I thoroughly enjoyed reading Anne Bronte’s Agnes Grey. It is an account of her life as a young governess in two different households. It is told in the first person and it very much reads like a diary or what we would call a journal today.
I could have written so many notes to put aside as keepsakes because her innermost thoughts and word choices held great meaning for me. Though the work was written 170 years ago (1847), the human experience has not changed.
Due to her proper English background, she had learned to hold her responses to others in check though her feelings ran quite deep. Today, many people would have spoken these feelings with little hesitation but she had learned to hold them in abeyance.

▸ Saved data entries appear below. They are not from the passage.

//! Hand-off encoding: a [`Resolution`] as a GeoJSON `FeatureCollection`.
//!
//! Each resolved level becomes one feature whose properties carry the style
//! intent and provenance the renderer needs. Diagnostics ride along as the
//! foreign member `diagnostics`.

use geo::{LineString, MultiPolygon};
use mapstory_core::{Resolution, ResolvedBoundary};
use serde_json::{Value, json};

/// Encode `resolution` for the rendering layer.
///
/// Features appear in country, province, municipality order; unresolved
/// levels are omitted.
///
/// # Errors
///
/// Returns an error if the diagnostics cannot be serialised.
///
/// # Examples
///
/// ```
/// use mapstory_core::BoundaryResolver;
/// use mapstory_core::test_support::ScriptedFetcher;
/// use mapstory_data::geojson::to_feature_collection;
///
/// let resolution = BoundaryResolver::new(ScriptedFetcher::new()).resolve();
/// let handoff = to_feature_collection(&resolution)?;
/// assert_eq!(handoff["features"].as_array().map(Vec::len), Some(3));
/// assert_eq!(handoff["diagnostics"]["fallback_used"], true);
/// # Ok::<(), serde_json::Error>(())
/// ```
pub fn to_feature_collection(resolution: &Resolution) -> Result<Value, serde_json::Error> {
    let features: Vec<Value> = resolution.boundaries().map(boundary_feature).collect();
    Ok(json!({
        "type": "FeatureCollection",
        "features": features,
        "diagnostics": serde_json::to_value(resolution.diagnostics())?,
    }))
}

fn boundary_feature(boundary: &ResolvedBoundary) -> Value {
    let style = boundary.style();
    json!({
        "type": "Feature",
        "properties": {
            "level": boundary.level().as_str(),
            "label": boundary.label(),
            "provenance": boundary.provenance().tag(),
            "complete": boundary.is_complete(),
            "color": style.color,
            "opacity": style.opacity,
        },
        "geometry": {
            "type": "MultiPolygon",
            "coordinates": multipolygon_coordinates(boundary.geometry()),
        },
    })
}

fn multipolygon_coordinates(geometry: &MultiPolygon<f64>) -> Value {
    geometry
        .iter()
        .map(|polygon| {
            std::iter::once(polygon.exterior())
                .chain(polygon.interiors())
                .map(ring_coordinates)
                .collect::<Vec<_>>()
        })
        .collect::<Vec<_>>()
        .into()
}

fn ring_coordinates(ring: &LineString<f64>) -> Value {
    ring.coords()
        .map(|coord| json!([coord.x, coord.y]))
        .collect::<Vec<_>>()
        .into()
}

#[cfg(test)]
mod tests {
    use super::*;
    use crate::geojson::decode_feature_collection;
    use mapstory_core::BoundaryResolver;
    use mapstory_core::test_support::{ScriptedFetcher, named_dataset};
    use rstest::{fixture, rstest};

    #[fixture]
    fn partial() -> Resolution {
        let fetcher = ScriptedFetcher::new()
            .with_dataset("source-1", named_dataset(&["Koshi", "Bagmati"]))
            .with_status("municipality-1", 503);
        BoundaryResolver::new(fetcher).resolve()
    }

    #[rstest]
    fn omits_unresolved_levels(partial: Resolution) {
        let handoff = to_feature_collection(&partial).expect("serialisable");
        let levels: Vec<_> = handoff["features"]
            .as_array()
            .expect("features array")
            .iter()
            .map(|f| f["properties"]["level"].clone())
            .collect();
        assert_eq!(levels, [json!("country"), json!("province")]);
    }

    #[rstest]
    fn carries_style_and_provenance(partial: Resolution) {
        let handoff = to_feature_collection(&partial).expect("serialisable");
        let province = &handoff["features"][1]["properties"];
        assert_eq!(province["provenance"], "source-1");
        assert_eq!(province["label"], "Bagmati");
        assert_eq!(province["color"], "#e07a1f");
        assert_eq!(province["complete"], true);
    }

    #[rstest]
    fn opacity_keeps_its_decimal_value() {
        let fallback = BoundaryResolver::new(ScriptedFetcher::new()).resolve();
        let handoff = to_feature_collection(&fallback).expect("serialisable");
        let opacities: Vec<_> = handoff["features"]
            .as_array()
            .expect("features array")
            .iter()
            .map(|f| f["properties"]["opacity"].to_string())
            .collect();
        assert_eq!(opacities, ["0.08", "0.2", "0.35"]);
    }

    #[rstest]
    fn records_failed_attempts(partial: Resolution) {
        let handoff = to_feature_collection(&partial).expect("serialisable");
        let attempts = handoff["diagnostics"]["attempts"]
            .as_array()
            .expect("attempts array");
        let failed = attempts
            .iter()
            .find(|a| a["source"] == "municipality-1")
            .expect("municipality attempt");
        assert_eq!(failed["outcome"]["outcome"], "failed");
        assert_eq!(failed["outcome"]["error"]["kind"], "http");
        assert_eq!(failed["outcome"]["error"]["status"], 503);
    }

    #[rstest]
    fn geometry_survives_a_decode(partial: Resolution) {
        let handoff = to_feature_collection(&partial).expect("serialisable");
        let body = serde_json::to_vec(&handoff).expect("encodable");
        let decoded = decode_feature_collection(&body).expect("decodable");
        let country = partial.country().expect("country");
        assert_eq!(
            decoded.iter().next().map(|r| &r.geometry),
            Some(country.geometry())
        );
    }
}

Here are several scenarios along with the surrounding circumstances taken from the text:
New Boss – “Her company was extremely irksome to me.” (Mrs. Bloomfield)
Job Duties – “The task of instruction was as arduous for the body as the mind.”

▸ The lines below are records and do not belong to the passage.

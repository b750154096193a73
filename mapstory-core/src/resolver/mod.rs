//! Source-chain orchestration for one resolution pass.
//!
//! [`BoundaryResolver::resolve`] walks the country chain (primary tier, then
//! secondary tier), the municipality chain and, when the province is missing
//! from the country dataset, the district chain. Every chain goes through the
//! same try-in-order driver. When the whole country chain is exhausted the
//! static fallback replaces all three levels at once.
//!
//! Resolution never fails. Degradation shows up only in provenance, the
//! `complete` flag and [`ResolutionDiagnostics`].
//!
//! # Example
//!
//! ```
//! use mapstory_core::test_support::{ScriptedFetcher, named_dataset};
//! use mapstory_core::BoundaryResolver;
//!
//! let fetcher = ScriptedFetcher::new()
//!     .with_status("source-1", 500)
//!     .with_dataset("source-2", named_dataset(&["Koshi", "Bagmati Province"]));
//! let resolution = BoundaryResolver::new(fetcher).resolve();
//!
//! let province = resolution.province().expect("province from source-2");
//! assert_eq!(province.provenance().tag(), "source-2");
//! ```

mod chain;

use log::{info, warn};

use crate::fallback;
use crate::verify::ContestedTerritory;
use crate::{
    AdminLevel, BoundaryDataset, BoundaryFetcher, BoundarySource, Provenance, RegionQuery,
    RegionTargets, ResolvedBoundary, SourceCatalog, find_region,
};

pub use chain::{AttemptOutcome, AttemptRecord};
use chain::{Satisfied, try_in_order};

/// Diagnostic trail of a resolution pass.
#[derive(Debug, Clone, PartialEq, Eq, Default)]
#[cfg_attr(feature = "serde", derive(serde::Serialize))]
pub struct ResolutionDiagnostics {
    /// Every source attempted, in order.
    pub attempts: Vec<AttemptRecord>,
    /// Whether the static fallback replaced all three levels.
    pub fallback_used: bool,
    /// Content verifier signal for the accepted country dataset.
    ///
    /// `None` when no country dataset was accepted.
    pub contested_territory: Option<bool>,
}

/// Outcome of a resolution pass: at most one boundary per level.
#[derive(Debug, Clone, PartialEq)]
#[cfg_attr(feature = "serde", derive(serde::Serialize))]
pub struct Resolution {
    country: Option<ResolvedBoundary>,
    province: Option<ResolvedBoundary>,
    municipality: Option<ResolvedBoundary>,
    diagnostics: ResolutionDiagnostics,
}

impl Resolution {
    /// Country boundary, if resolved.
    #[must_use]
    pub const fn country(&self) -> Option<&ResolvedBoundary> {
        self.country.as_ref()
    }

    /// Province boundary, if resolved directly or via a district proxy.
    #[must_use]
    pub const fn province(&self) -> Option<&ResolvedBoundary> {
        self.province.as_ref()
    }

    /// Municipality boundary, if resolved.
    #[must_use]
    pub const fn municipality(&self) -> Option<&ResolvedBoundary> {
        self.municipality.as_ref()
    }

    /// Boundary for `level`. Districts are never reported on their own.
    #[must_use]
    pub const fn get(&self, level: AdminLevel) -> Option<&ResolvedBoundary> {
        match level {
            AdminLevel::Country => self.country(),
            AdminLevel::Province => self.province(),
            AdminLevel::Municipality => self.municipality(),
            AdminLevel::District => None,
        }
    }

    /// Resolved boundaries from country down to municipality.
    pub fn boundaries(&self) -> impl Iterator<Item = &ResolvedBoundary> {
        [&self.country, &self.province, &self.municipality]
            .into_iter()
            .flatten()
    }

    /// Diagnostic trail.
    #[must_use]
    pub const fn diagnostics(&self) -> &ResolutionDiagnostics {
        &self.diagnostics
    }

    fn from_fallback(attempts: Vec<AttemptRecord>) -> Self {
        let set = fallback::provision();
        Self {
            country: Some(set.country),
            province: Some(set.province),
            municipality: Some(set.municipality),
            diagnostics: ResolutionDiagnostics {
                attempts,
                fallback_used: true,
                contested_territory: None,
            },
        }
    }
}

/// Country-chain result: the country outline and, if present, the province
/// extracted from the same dataset.
struct CountryData {
    country: ResolvedBoundary,
    province: Option<ResolvedBoundary>,
    contested_territory: bool,
}

/// Resolves country, province and municipality boundaries.
///
/// Construct it with a fetcher; the catalog, region targets and contested
/// territory probe default to the Nepal story and can be replaced.
#[derive(Debug)]
pub struct BoundaryResolver<F> {
    fetcher: F,
    catalog: SourceCatalog,
    targets: RegionTargets,
    territory: ContestedTerritory,
    country_label: String,
}

impl<F: BoundaryFetcher> BoundaryResolver<F> {
    /// Resolver over the default catalog and targets.
    pub fn new(fetcher: F) -> Self {
        Self {
            fetcher,
            catalog: SourceCatalog::default(),
            targets: RegionTargets::default(),
            territory: ContestedTerritory::default(),
            country_label: fallback::COUNTRY_LABEL.to_owned(),
        }
    }

    /// Replace the source catalog.
    #[must_use]
    pub fn with_catalog(mut self, catalog: SourceCatalog) -> Self {
        self.catalog = catalog;
        self
    }

    /// Replace the region targets.
    #[must_use]
    pub fn with_targets(mut self, targets: RegionTargets) -> Self {
        self.targets = targets;
        self
    }

    /// Replace the contested territory probe.
    #[must_use]
    pub fn with_territory(mut self, territory: ContestedTerritory) -> Self {
        self.territory = territory;
        self
    }

    /// Catalog used for resolution.
    #[must_use]
    pub const fn catalog(&self) -> &SourceCatalog {
        &self.catalog
    }

    /// Fetcher used for resolution.
    #[must_use]
    pub const fn fetcher(&self) -> &F {
        &self.fetcher
    }

    /// Run one resolution pass.
    ///
    /// Sources are fetched sequentially, each at most once. The pass always
    /// reaches a terminal state.
    #[must_use]
    pub fn resolve(&self) -> Resolution {
        let mut attempts = Vec::new();
        info!(
            "Resolving boundaries: {} country, {} municipality and {} district sources",
            self.catalog.country_primary.len() + self.catalog.country_secondary.len(),
            self.catalog.municipality.len(),
            self.catalog.district.len()
        );

        let Some(country_data) = self.resolve_country(&mut attempts) else {
            warn!(
                "Every country source failed; using static fallback for country, province and municipality"
            );
            return Resolution::from_fallback(attempts);
        };

        let municipality = self.resolve_municipality(&mut attempts);
        let province = match country_data.province {
            Some(province) => Some(province),
            None => self.resolve_province_proxy(&mut attempts),
        };

        Resolution {
            country: Some(country_data.country),
            province,
            municipality,
            diagnostics: ResolutionDiagnostics {
                attempts,
                fallback_used: false,
                contested_territory: Some(country_data.contested_territory),
            },
        }
    }

    fn resolve_country(&self, attempts: &mut Vec<AttemptRecord>) -> Option<CountryData> {
        let tiers = [
            ("primary", &self.catalog.country_primary),
            ("secondary", &self.catalog.country_secondary),
        ];
        for (tier, sources) in tiers {
            let satisfied = try_in_order(&self.fetcher, sources, attempts, |source, dataset| {
                if dataset.is_empty() {
                    warn!("Country dataset from {} has no regions", source.id);
                    return None;
                }
                Some(dataset)
            });
            if let Some(Satisfied { source, value }) = satisfied {
                return Some(self.country_from(source, &value));
            }
            warn!("Country {tier} tier exhausted");
        }
        None
    }

    fn country_from(&self, source: &BoundarySource, dataset: &BoundaryDataset) -> CountryData {
        let contested_territory = self.territory.is_covered_by(dataset);
        if contested_territory {
            info!("Country dataset from {} includes {}", source.id, self.territory.name);
        } else {
            warn!(
                "Country dataset from {} lacks {}; using it anyway",
                source.id, self.territory.name
            );
        }

        let country = ResolvedBoundary::resolved(
            AdminLevel::Country,
            self.country_label.as_str(),
            dataset.merged_geometry(),
            Provenance::Source(source.id.clone()),
        );
        let province = extract(dataset, &self.targets.province).map(|(label, geometry)| {
            info!("Province {label} found in country dataset from {}", source.id);
            ResolvedBoundary::resolved(
                AdminLevel::Province,
                label,
                geometry,
                Provenance::Source(source.id.clone()),
            )
        });
        if province.is_none() {
            info!(
                "No province matching '{}' in dataset from {}; district proxy will be tried",
                self.targets.province.target(),
                source.id
            );
        }

        CountryData {
            country,
            province,
            contested_territory,
        }
    }

    fn resolve_municipality(&self, attempts: &mut Vec<AttemptRecord>) -> Option<ResolvedBoundary> {
        let satisfied = try_in_order(
            &self.fetcher,
            &self.catalog.municipality,
            attempts,
            |_, dataset| extract(&dataset, &self.targets.municipality),
        );
        let Some(Satisfied { source, value }) = satisfied else {
            warn!(
                "Municipality '{}' unresolved for this session",
                self.targets.municipality.target()
            );
            return None;
        };
        let (label, geometry) = value;
        Some(ResolvedBoundary::resolved(
            AdminLevel::Municipality,
            label,
            geometry,
            Provenance::Source(source.id.clone()),
        ))
    }

    fn resolve_province_proxy(&self, attempts: &mut Vec<AttemptRecord>) -> Option<ResolvedBoundary> {
        let satisfied = try_in_order(
            &self.fetcher,
            &self.catalog.district,
            attempts,
            |_, dataset| extract(&dataset, &self.targets.district),
        );
        let Some(Satisfied { source, value }) = satisfied else {
            warn!(
                "Province '{}' unresolved: no district proxy available",
                self.targets.province.target()
            );
            return None;
        };
        let (label, geometry) = value;
        info!("Using district {label} from {} as province proxy", source.id);
        Some(ResolvedBoundary::resolved(
            AdminLevel::Province,
            format!("{label} (district proxy)"),
            geometry,
            Provenance::DistrictProxy(source.id.clone()),
        ))
    }
}

/// Find `query` in `dataset` and copy out its label and geometry.
fn extract(
    dataset: &BoundaryDataset,
    query: &RegionQuery,
) -> Option<(String, geo::MultiPolygon<f64>)> {
    find_region(dataset, query).map(|region| {
        let label = query
            .resolved_name(region)
            .unwrap_or_else(|| query.target())
            .to_owned();
        (label, region.geometry.clone())
    })
}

Job Stress – “They may crush but they shall not subdue me.”
Self-Talk – “’Be calm, be calm whatever happens,’ I said to myself.”

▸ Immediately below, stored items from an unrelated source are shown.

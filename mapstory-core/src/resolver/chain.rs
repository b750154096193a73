//! Generic try-in-order driver shared by every source chain.

use log::{info, warn};

use crate::{AdminLevel, BoundaryDataset, BoundaryFetcher, BoundarySource, FetchError, SourceId, TrustTier};

/// What happened when one source was attempted.
#[derive(Debug, Clone, PartialEq, Eq)]
#[cfg_attr(feature = "serde", derive(serde::Serialize))]
#[cfg_attr(feature = "serde", serde(tag = "outcome", rename_all = "kebab-case"))]
pub enum AttemptOutcome {
    /// The source satisfied its chain.
    Succeeded {
        /// Regions decoded from the payload.
        features: usize,
    },
    /// Transport or payload failure.
    Failed {
        /// Why the fetch failed.
        error: FetchError,
    },
    /// The payload was valid but lacked the wanted region.
    NotFound {
        /// Regions decoded from the payload.
        features: usize,
    },
}

/// Diagnostic record of a single attempt.
#[derive(Debug, Clone, PartialEq, Eq)]
#[cfg_attr(feature = "serde", derive(serde::Serialize))]
pub struct AttemptRecord {
    /// Source that was attempted.
    pub source: SourceId,
    /// Level the source serves.
    pub level: AdminLevel,
    /// Trust tag of the source.
    pub tier: TrustTier,
    /// Result of the attempt.
    pub outcome: AttemptOutcome,
}

/// A chain's first successful source and what it yielded.
#[derive(Debug)]
pub(crate) struct Satisfied<'s, T> {
    pub(crate) source: &'s BoundarySource,
    pub(crate) value: T,
}

/// Attempt `sources` strictly in order until `extract` accepts a dataset.
///
/// Each source is fetched exactly once. A fetch failure and an `extract`
/// refusal both move on to the next source; they are recorded with different
/// outcomes. Returns `None` once the chain is exhausted.
pub(crate) fn try_in_order<'s, F, T, X>(
    fetcher: &F,
    sources: &'s [BoundarySource],
    attempts: &mut Vec<AttemptRecord>,
    mut extract: X,
) -> Option<Satisfied<'s, T>>
where
    F: BoundaryFetcher + ?Sized,
    X: FnMut(&BoundarySource, BoundaryDataset) -> Option<T>,
{
    for source in sources {
        info!(
            "Attempting {} source {} ({}): {}",
            source.level, source.id, source.tier, source.url
        );
        let outcome = match fetcher.fetch(source) {
            Err(error) => {
                warn!("Source {} failed: {error}", source.id);
                AttemptOutcome::Failed { error }
            }
            Ok(dataset) => {
                let features = dataset.len();
                match extract(source, dataset) {
                    Some(value) => {
                        info!(
                            "Source {} satisfied {} with {features} features",
                            source.id, source.level
                        );
                        attempts.push(record(source, AttemptOutcome::Succeeded { features }));
                        return Some(Satisfied { source, value });
                    }
                    None => {
                        warn!(
                            "Source {} returned {features} features but none matched",
                            source.id
                        );
                        AttemptOutcome::NotFound { features }
                    }
                }
            }
        };
        attempts.push(record(source, outcome));
    }
    None
}

fn record(source: &BoundarySource, outcome: AttemptOutcome) -> AttemptRecord {
    AttemptRecord {
        source: source.id.clone(),
        level: source.level,
        tier: source.tier,
        outcome,
    }
}
//! GeoJSON in both directions.
//!
//! [`decode_feature_collection`] turns a source payload into a
//! [`mapstory_core::BoundaryDataset`]; [`to_feature_collection`] encodes a
//! finished [`mapstory_core::Resolution`] for the rendering layer.

mod decode;
mod export;

pub use decode::{DecodeError, decode_feature_collection};
pub use export::to_feature_collection;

The Incorrigible Children – “And night and morning, I implored Divine Assistance to the end.”
Applying Parental Advice – “My mother had warned me before to mention them as little as possible to her, for people did not like to be told of their children’s faults and so I concluded I was to keep silence on them altogether.”
After traveling in the snow – “I sat down beside the small, smoldering fire and amused myself with a hearty fit of crying.”
Further prayers – “My prayers, my tears, my wishes, my fears and lamentations were witnessed by myself and heaven alone.”
I really cherished this book by the youngest Bronte sister, Anne. Haven’t we all had these feelings? Shouldn’t we pause before we actually voice our deepest sentiments so that we will not offend others?